### What this task involves
Reduce the material below to its lines containing "CacheStats".

### Given data

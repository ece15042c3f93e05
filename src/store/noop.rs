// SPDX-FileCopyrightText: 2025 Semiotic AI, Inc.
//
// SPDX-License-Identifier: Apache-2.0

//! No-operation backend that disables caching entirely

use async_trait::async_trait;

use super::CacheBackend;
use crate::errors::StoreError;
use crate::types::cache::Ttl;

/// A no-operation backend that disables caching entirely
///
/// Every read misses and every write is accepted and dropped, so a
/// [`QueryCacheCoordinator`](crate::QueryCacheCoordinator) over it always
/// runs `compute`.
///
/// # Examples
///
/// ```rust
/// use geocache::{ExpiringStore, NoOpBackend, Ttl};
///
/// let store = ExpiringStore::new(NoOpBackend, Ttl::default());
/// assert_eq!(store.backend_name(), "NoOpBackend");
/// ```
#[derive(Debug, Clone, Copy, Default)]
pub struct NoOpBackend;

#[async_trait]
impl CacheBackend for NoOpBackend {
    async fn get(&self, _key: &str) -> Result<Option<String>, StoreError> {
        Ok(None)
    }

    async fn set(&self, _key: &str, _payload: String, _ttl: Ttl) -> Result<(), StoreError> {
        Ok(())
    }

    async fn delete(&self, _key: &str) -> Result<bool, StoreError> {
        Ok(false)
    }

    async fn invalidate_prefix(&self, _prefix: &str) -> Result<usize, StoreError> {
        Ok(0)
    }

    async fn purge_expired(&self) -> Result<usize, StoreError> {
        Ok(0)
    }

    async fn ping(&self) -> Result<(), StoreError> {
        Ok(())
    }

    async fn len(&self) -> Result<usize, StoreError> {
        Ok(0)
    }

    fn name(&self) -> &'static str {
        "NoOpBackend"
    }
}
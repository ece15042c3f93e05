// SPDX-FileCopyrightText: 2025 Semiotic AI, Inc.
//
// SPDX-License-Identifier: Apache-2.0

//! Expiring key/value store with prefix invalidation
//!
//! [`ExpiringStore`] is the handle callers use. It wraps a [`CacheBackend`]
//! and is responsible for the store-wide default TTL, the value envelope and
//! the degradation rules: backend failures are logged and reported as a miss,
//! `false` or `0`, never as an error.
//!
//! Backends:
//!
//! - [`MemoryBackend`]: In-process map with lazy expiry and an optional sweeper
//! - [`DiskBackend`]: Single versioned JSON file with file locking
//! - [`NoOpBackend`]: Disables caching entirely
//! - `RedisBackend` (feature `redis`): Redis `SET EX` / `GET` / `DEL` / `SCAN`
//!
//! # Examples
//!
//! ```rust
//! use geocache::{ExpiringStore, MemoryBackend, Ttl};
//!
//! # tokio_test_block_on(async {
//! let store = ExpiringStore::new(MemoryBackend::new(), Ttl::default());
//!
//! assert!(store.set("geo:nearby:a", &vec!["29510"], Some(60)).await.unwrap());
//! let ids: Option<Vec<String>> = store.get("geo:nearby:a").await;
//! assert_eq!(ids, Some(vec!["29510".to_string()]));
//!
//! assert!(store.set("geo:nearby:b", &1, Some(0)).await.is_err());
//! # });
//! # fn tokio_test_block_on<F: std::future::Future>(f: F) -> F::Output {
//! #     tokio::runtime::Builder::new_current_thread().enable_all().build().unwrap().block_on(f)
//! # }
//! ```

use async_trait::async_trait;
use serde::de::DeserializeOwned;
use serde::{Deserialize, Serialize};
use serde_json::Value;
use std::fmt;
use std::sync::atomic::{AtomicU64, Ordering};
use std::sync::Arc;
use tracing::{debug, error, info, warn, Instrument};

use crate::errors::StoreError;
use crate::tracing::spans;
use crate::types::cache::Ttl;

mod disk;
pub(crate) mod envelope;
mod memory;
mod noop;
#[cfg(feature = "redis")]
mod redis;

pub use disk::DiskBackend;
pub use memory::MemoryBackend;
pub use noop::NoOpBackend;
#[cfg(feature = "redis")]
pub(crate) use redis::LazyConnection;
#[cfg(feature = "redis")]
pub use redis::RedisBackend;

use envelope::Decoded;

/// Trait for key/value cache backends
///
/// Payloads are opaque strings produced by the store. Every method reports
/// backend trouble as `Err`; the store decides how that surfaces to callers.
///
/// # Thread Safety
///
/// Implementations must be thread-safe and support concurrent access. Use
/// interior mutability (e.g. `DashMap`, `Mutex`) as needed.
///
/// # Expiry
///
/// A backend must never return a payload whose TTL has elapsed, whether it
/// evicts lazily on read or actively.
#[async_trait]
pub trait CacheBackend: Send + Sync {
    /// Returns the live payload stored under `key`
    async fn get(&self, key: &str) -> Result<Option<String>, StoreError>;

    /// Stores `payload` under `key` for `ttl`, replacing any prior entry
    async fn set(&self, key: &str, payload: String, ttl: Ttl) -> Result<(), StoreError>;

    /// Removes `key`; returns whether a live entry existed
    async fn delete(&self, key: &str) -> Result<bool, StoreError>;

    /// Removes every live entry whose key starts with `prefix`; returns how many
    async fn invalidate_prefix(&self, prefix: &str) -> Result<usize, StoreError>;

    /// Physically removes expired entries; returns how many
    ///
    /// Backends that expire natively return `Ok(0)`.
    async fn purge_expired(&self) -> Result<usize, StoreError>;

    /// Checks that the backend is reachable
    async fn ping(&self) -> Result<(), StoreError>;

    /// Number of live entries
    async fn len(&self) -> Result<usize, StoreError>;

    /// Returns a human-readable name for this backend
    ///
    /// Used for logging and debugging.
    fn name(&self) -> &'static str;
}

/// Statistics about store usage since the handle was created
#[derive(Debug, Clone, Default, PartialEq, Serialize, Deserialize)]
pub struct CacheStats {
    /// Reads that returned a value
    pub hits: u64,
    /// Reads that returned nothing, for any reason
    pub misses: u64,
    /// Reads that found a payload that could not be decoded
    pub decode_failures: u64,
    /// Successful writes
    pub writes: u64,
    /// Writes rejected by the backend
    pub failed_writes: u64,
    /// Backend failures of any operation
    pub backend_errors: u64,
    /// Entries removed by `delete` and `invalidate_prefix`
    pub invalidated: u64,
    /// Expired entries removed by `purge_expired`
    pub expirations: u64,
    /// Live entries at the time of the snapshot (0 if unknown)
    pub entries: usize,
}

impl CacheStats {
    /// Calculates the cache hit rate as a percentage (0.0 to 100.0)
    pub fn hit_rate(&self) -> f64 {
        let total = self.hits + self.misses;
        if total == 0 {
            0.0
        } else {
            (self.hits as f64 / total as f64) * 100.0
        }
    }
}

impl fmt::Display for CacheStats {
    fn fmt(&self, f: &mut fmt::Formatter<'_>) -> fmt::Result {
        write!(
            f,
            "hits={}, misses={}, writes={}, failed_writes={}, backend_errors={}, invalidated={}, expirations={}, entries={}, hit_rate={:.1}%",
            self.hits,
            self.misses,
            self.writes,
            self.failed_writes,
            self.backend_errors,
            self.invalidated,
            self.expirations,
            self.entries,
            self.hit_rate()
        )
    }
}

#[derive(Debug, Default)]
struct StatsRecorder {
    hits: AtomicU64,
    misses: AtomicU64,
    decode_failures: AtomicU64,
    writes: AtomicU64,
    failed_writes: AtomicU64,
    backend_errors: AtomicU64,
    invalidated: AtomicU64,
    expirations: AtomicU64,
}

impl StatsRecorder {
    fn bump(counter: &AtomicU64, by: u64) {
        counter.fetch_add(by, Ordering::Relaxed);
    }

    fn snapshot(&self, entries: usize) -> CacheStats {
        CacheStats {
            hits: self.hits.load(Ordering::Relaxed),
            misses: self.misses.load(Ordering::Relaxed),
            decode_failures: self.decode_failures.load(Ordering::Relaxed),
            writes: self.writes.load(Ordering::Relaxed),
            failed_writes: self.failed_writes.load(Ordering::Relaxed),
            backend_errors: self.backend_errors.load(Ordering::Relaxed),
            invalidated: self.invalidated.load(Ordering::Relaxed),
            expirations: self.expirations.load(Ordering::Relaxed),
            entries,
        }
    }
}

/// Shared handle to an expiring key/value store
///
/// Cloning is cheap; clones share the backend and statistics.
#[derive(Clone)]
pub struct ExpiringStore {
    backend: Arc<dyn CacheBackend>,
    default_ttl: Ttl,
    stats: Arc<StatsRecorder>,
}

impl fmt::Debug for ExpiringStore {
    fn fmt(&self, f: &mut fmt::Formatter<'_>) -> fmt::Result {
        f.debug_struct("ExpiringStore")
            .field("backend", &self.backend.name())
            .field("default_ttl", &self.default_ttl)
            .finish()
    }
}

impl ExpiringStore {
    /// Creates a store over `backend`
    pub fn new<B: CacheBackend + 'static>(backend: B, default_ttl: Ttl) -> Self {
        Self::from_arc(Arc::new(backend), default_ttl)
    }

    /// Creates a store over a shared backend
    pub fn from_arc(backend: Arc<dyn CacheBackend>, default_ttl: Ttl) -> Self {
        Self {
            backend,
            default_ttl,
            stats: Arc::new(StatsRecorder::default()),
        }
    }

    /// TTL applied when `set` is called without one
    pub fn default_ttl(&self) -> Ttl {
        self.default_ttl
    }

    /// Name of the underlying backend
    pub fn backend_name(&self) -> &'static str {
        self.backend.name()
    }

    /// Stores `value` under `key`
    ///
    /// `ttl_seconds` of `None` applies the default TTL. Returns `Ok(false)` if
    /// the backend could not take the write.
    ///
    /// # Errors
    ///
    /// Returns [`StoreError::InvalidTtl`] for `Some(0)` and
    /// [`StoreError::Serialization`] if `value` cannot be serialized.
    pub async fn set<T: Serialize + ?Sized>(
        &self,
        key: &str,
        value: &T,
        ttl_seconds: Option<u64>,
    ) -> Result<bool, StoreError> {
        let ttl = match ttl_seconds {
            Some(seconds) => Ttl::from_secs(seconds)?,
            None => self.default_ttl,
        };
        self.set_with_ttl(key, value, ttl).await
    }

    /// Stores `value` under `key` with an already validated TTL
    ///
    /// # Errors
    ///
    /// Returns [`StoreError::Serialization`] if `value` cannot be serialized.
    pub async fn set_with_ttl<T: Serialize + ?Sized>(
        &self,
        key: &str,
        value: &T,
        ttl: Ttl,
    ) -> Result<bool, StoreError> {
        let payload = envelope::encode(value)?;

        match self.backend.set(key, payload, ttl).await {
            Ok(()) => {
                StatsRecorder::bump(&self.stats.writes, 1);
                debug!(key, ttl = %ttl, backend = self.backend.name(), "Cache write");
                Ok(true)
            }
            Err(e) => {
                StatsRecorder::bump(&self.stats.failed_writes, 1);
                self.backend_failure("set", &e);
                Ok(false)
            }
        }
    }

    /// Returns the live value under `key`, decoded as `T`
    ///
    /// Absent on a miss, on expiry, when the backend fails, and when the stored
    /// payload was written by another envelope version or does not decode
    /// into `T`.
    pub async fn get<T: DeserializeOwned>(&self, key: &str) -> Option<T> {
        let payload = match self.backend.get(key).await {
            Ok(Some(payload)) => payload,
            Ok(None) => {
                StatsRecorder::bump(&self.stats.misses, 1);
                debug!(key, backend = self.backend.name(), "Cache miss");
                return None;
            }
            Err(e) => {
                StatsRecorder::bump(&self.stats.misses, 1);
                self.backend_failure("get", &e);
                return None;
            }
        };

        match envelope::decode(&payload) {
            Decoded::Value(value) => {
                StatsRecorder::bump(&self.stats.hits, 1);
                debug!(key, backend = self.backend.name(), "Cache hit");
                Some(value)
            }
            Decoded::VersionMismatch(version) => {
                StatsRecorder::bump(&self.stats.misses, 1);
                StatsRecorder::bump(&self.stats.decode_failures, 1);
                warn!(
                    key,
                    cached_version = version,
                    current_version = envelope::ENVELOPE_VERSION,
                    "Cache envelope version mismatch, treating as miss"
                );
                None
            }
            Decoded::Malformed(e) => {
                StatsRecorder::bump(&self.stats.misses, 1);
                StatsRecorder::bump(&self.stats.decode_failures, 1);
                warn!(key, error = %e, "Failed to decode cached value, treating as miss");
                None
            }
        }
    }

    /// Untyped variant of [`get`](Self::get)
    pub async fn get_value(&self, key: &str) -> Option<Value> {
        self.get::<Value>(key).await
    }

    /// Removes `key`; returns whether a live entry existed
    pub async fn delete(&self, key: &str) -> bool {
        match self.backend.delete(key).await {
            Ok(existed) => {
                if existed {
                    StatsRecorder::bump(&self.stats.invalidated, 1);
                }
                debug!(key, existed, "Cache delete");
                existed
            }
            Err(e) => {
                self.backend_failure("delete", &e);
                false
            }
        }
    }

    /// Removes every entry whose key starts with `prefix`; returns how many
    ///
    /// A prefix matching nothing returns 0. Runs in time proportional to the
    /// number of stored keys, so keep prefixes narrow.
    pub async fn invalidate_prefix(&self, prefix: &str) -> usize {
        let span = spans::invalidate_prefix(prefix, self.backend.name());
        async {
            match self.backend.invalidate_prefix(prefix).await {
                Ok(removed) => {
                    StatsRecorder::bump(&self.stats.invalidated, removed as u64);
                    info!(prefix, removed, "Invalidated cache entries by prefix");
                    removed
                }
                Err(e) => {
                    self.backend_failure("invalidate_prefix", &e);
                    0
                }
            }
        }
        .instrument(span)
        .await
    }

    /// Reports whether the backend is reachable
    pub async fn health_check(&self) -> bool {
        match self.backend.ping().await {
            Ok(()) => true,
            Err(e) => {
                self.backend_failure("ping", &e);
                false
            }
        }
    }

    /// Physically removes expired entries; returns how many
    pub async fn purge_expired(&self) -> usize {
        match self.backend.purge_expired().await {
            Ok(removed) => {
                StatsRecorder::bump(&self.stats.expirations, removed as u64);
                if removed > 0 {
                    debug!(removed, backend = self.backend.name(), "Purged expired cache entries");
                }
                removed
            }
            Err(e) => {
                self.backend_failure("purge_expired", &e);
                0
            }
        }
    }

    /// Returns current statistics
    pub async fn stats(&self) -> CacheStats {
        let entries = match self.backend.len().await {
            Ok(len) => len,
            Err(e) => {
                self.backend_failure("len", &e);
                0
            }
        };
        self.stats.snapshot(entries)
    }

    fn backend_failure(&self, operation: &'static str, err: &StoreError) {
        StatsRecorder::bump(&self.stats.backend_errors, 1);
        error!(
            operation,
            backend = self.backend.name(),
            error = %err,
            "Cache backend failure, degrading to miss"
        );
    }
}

### Your solution
pub struct CacheStats {
impl CacheStats {
impl fmt::Display for CacheStats {
    fn snapshot(&self, entries: usize) -> CacheStats {
        CacheStats {
    pub async fn stats(&self) -> CacheStats {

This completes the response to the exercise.